▶ [ABOUT THIS EXERCISE] Pick out each line in these entries that contains the string "records".

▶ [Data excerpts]
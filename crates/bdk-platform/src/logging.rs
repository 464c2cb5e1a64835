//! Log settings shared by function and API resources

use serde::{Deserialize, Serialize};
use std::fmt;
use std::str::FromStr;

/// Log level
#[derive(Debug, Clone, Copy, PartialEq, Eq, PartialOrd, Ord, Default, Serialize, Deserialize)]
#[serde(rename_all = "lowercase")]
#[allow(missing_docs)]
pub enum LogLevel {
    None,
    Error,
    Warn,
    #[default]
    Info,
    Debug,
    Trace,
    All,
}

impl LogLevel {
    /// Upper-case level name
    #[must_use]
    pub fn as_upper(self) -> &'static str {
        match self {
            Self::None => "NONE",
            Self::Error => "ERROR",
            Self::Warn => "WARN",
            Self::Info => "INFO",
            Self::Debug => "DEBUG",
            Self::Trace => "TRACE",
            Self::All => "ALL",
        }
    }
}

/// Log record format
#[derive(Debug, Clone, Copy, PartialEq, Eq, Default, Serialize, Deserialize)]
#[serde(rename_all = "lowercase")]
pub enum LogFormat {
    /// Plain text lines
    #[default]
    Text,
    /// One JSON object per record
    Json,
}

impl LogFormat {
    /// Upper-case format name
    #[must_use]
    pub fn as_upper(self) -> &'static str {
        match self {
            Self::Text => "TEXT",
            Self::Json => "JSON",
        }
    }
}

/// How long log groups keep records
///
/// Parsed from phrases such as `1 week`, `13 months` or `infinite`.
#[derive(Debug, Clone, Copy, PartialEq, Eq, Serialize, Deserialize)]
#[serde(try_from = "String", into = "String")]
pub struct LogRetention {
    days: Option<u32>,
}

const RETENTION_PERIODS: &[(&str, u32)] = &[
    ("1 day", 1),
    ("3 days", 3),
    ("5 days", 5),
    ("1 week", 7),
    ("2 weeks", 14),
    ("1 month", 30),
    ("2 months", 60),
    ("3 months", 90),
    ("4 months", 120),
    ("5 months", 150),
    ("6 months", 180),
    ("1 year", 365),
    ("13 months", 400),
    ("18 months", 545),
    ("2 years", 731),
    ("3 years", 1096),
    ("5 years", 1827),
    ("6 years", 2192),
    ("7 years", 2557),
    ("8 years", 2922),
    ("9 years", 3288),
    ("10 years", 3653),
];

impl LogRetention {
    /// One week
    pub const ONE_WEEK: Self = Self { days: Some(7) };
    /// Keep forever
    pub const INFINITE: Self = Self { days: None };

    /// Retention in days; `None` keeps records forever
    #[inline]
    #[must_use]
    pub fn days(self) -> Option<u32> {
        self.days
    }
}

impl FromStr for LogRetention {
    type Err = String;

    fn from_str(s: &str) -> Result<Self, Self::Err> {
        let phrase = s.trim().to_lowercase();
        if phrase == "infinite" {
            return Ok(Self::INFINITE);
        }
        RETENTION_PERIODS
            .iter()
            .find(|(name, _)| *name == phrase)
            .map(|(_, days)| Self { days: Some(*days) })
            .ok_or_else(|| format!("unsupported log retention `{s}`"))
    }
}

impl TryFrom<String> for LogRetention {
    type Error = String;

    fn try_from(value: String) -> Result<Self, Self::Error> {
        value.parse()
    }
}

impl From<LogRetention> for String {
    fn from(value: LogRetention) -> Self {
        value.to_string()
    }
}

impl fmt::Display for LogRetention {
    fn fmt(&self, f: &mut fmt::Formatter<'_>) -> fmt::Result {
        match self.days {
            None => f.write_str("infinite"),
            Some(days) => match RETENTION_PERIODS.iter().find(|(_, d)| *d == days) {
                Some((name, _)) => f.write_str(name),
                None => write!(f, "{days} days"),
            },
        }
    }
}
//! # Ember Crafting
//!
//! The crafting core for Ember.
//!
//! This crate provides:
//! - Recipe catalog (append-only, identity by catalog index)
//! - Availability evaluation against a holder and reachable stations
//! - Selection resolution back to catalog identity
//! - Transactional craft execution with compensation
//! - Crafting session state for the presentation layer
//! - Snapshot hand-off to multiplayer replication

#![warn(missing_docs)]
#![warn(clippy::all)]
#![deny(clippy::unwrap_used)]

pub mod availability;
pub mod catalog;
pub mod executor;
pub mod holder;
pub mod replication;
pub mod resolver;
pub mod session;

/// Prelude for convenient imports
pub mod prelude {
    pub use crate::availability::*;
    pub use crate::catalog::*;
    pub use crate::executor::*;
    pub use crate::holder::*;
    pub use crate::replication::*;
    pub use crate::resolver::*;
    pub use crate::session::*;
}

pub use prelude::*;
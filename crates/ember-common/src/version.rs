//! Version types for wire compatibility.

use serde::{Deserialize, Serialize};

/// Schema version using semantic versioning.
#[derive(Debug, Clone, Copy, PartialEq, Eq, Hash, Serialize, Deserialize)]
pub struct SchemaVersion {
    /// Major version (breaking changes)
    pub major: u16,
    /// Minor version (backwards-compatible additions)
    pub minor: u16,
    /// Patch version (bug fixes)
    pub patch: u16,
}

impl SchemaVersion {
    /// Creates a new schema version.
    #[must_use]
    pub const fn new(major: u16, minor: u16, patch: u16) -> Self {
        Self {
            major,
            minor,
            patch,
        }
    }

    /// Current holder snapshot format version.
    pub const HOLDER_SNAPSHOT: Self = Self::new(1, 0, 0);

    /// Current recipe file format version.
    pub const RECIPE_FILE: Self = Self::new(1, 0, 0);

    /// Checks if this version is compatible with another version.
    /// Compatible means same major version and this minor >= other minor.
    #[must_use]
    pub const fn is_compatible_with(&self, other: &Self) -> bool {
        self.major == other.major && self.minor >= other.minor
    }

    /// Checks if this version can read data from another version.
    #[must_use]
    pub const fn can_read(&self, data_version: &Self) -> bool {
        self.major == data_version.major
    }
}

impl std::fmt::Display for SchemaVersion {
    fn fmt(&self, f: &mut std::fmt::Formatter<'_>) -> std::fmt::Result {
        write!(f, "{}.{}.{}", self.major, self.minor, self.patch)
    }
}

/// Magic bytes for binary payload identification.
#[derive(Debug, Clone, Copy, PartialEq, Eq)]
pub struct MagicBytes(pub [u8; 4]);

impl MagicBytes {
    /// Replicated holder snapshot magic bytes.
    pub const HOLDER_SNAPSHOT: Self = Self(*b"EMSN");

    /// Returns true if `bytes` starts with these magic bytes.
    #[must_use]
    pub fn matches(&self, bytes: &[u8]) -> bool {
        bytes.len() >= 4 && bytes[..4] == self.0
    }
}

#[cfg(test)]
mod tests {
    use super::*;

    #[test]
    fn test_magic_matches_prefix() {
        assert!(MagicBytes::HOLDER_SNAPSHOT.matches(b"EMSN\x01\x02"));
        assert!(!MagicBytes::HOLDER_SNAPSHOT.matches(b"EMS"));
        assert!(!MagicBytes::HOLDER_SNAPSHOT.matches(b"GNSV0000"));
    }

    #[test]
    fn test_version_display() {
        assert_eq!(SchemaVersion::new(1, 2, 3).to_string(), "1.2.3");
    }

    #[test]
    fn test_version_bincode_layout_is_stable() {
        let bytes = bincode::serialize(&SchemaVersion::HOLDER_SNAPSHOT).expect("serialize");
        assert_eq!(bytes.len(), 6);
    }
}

▶ [TASK RESULT]
/// How long log groups keep records
    /// Retention in days; `None` keeps records forever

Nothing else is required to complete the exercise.